> _WORK INSTRUCTION_: Repeat verbatim, and only, the lines of the data below, beginning at the line that contains "filename src/sensor.rs" and stopping after the line that contains "pipeline drains them".

----- EXTRACTED INFORMATION

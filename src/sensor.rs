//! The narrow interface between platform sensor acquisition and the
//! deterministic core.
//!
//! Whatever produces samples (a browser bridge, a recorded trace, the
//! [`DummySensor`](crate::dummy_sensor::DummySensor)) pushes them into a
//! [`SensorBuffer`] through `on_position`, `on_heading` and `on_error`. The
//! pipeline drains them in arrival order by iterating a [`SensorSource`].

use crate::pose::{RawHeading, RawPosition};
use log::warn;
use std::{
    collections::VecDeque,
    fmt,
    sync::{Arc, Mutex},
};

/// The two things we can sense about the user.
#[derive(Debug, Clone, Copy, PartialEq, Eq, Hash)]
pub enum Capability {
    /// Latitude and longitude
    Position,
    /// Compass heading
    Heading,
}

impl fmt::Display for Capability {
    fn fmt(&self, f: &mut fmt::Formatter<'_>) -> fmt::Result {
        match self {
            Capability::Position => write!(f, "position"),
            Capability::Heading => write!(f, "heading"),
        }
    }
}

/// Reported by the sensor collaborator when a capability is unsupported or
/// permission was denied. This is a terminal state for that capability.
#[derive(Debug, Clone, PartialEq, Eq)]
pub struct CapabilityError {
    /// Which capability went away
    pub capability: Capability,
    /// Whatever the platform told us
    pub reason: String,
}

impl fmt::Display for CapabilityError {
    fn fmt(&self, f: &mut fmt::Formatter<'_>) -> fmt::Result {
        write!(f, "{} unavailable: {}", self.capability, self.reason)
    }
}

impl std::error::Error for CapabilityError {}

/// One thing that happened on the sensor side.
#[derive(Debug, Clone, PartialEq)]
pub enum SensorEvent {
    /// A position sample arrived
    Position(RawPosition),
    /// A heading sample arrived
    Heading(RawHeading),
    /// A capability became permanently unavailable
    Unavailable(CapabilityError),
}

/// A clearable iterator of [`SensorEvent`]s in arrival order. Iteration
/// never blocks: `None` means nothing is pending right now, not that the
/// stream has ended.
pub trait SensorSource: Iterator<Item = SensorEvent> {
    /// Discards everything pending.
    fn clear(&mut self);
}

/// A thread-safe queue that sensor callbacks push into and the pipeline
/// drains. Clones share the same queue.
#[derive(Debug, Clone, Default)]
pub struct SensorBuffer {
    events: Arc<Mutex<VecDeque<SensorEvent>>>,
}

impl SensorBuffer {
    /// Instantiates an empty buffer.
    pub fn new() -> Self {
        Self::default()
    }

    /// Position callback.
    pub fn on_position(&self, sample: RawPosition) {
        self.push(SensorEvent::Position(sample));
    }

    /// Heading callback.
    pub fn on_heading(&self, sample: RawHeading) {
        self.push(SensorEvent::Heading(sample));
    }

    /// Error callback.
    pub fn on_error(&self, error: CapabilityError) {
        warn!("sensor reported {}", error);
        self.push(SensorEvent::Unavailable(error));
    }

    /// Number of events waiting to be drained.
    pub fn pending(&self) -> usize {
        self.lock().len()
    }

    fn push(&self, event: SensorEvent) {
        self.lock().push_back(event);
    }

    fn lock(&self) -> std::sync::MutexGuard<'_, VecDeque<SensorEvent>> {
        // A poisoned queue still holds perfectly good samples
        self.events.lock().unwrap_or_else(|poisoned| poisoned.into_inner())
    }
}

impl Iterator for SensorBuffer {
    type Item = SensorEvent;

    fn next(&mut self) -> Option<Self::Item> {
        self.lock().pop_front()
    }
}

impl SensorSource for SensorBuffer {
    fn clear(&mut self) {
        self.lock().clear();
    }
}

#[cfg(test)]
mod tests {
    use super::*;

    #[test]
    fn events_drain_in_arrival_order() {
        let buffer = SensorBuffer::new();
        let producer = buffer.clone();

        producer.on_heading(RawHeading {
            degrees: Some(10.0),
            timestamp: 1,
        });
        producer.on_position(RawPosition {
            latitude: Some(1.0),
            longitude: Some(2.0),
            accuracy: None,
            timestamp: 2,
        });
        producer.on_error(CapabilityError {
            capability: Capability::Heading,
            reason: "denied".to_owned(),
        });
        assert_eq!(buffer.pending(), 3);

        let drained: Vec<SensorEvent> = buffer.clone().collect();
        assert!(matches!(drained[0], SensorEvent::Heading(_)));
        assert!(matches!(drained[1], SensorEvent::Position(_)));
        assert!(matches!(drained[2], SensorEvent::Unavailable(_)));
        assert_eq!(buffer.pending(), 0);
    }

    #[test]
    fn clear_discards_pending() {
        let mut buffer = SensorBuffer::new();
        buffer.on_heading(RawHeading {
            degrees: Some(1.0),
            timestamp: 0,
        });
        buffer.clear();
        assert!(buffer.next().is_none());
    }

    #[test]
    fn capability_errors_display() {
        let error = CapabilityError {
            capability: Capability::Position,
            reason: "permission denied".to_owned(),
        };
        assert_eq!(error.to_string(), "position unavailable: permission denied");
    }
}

----------
----- EXTRACTED INFORMATION

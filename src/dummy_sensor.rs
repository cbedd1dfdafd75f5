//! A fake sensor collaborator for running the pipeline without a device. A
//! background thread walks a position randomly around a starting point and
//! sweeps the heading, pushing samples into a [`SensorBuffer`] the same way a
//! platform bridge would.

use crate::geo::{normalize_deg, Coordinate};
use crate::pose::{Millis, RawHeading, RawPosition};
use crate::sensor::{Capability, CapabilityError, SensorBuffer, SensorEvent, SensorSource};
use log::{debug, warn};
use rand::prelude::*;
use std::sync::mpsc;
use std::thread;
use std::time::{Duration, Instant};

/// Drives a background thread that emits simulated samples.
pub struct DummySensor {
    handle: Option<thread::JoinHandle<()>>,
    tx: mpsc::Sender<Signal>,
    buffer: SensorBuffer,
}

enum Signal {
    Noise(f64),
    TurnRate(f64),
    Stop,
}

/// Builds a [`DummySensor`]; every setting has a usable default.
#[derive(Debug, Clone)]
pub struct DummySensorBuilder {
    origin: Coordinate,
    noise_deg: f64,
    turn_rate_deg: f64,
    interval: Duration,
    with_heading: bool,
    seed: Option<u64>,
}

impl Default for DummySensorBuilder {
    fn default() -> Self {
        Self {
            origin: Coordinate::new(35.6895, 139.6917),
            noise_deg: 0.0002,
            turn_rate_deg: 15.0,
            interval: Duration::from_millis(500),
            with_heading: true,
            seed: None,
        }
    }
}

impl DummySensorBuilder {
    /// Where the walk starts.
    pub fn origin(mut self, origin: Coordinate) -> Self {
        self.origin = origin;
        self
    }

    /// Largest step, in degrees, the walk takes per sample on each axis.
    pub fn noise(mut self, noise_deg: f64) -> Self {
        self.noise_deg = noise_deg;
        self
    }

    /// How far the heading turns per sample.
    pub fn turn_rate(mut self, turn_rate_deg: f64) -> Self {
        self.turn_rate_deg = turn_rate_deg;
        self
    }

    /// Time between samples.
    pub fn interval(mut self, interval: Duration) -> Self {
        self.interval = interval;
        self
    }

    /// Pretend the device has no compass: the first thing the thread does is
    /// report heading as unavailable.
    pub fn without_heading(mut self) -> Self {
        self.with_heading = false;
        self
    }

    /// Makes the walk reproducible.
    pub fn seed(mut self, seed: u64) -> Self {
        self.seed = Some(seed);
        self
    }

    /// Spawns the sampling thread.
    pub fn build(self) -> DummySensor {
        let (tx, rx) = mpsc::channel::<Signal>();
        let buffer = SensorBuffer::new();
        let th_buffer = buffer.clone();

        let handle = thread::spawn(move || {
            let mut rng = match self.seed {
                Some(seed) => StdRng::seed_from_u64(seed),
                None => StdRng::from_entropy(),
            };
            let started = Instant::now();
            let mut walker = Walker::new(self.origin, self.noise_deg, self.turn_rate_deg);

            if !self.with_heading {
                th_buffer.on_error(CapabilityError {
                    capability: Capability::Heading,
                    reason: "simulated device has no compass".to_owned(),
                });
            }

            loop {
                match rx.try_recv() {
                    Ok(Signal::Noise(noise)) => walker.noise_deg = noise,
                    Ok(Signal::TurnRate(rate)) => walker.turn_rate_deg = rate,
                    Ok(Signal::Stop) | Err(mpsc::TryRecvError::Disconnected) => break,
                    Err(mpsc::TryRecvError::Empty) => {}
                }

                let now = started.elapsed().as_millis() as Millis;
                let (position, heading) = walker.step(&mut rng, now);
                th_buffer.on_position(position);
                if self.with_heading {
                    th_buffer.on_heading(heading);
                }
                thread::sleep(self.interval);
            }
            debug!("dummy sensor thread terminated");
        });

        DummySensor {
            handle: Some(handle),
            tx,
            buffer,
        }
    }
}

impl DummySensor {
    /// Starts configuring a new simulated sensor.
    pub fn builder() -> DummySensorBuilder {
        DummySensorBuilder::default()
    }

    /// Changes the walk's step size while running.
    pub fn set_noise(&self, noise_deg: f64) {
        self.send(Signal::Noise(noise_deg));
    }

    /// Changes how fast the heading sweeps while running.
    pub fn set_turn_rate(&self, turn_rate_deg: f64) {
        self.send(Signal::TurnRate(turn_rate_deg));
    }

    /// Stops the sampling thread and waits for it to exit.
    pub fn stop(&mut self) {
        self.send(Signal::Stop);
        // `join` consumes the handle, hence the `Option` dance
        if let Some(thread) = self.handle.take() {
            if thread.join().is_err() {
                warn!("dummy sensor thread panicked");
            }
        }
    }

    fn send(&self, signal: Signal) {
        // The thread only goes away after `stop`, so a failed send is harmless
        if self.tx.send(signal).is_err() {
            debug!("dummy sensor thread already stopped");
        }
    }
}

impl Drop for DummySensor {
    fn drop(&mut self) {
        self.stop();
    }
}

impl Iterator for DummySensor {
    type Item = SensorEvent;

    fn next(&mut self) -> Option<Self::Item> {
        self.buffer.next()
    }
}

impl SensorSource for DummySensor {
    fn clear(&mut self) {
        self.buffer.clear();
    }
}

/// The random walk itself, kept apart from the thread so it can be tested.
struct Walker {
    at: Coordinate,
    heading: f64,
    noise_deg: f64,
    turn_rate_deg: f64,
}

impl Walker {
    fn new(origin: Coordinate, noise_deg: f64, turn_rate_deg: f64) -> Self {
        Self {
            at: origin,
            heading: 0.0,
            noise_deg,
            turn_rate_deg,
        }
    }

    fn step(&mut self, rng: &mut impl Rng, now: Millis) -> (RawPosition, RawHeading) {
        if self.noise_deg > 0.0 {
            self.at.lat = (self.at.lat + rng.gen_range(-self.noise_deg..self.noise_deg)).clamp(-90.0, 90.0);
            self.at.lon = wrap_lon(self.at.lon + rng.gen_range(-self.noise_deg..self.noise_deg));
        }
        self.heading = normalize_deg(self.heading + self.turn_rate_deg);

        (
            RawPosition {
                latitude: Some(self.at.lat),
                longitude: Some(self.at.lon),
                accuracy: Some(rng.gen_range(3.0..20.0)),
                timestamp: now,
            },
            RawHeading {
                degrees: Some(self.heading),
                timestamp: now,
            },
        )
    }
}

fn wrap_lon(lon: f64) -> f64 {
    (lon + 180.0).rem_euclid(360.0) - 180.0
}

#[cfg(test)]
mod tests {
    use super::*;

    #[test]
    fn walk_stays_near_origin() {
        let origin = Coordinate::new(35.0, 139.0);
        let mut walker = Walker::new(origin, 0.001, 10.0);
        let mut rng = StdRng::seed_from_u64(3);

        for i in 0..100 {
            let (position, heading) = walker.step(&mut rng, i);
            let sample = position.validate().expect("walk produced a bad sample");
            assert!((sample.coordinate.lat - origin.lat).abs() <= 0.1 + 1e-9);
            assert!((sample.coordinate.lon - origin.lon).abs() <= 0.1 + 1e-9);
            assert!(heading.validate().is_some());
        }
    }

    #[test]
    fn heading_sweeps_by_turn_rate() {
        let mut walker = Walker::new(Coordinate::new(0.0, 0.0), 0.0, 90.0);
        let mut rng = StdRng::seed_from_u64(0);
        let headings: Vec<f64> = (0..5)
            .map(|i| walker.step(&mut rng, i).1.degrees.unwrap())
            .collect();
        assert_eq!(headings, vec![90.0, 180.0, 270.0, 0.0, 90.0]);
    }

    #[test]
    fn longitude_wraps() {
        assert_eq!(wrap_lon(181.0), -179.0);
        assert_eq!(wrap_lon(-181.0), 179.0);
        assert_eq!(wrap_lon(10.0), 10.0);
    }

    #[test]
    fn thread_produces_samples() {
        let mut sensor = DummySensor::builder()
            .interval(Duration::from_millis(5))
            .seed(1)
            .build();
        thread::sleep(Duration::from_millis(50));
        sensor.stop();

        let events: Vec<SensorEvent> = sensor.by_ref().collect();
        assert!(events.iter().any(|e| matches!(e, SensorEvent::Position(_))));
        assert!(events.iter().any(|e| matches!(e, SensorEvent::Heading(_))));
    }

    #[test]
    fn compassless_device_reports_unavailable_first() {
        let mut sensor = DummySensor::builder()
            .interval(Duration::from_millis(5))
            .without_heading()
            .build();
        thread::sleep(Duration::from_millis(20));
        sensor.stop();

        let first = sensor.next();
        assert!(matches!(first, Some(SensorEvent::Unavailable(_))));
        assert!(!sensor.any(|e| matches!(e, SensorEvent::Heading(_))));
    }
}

----------

> _ANSWER SECTION_:
filename src/sensor.rs
//! The narrow interface between platform sensor acquisition and the
//! deterministic core.
//!
//! Whatever produces samples (a browser bridge, a recorded trace, the
//! [`DummySensor`](crate::dummy_sensor::DummySensor)) pushes them into a
//! [`SensorBuffer`] through `on_position`, `on_heading` and `on_error`. The
//! pipeline drains them in arrival order by iterating a [`SensorSource`].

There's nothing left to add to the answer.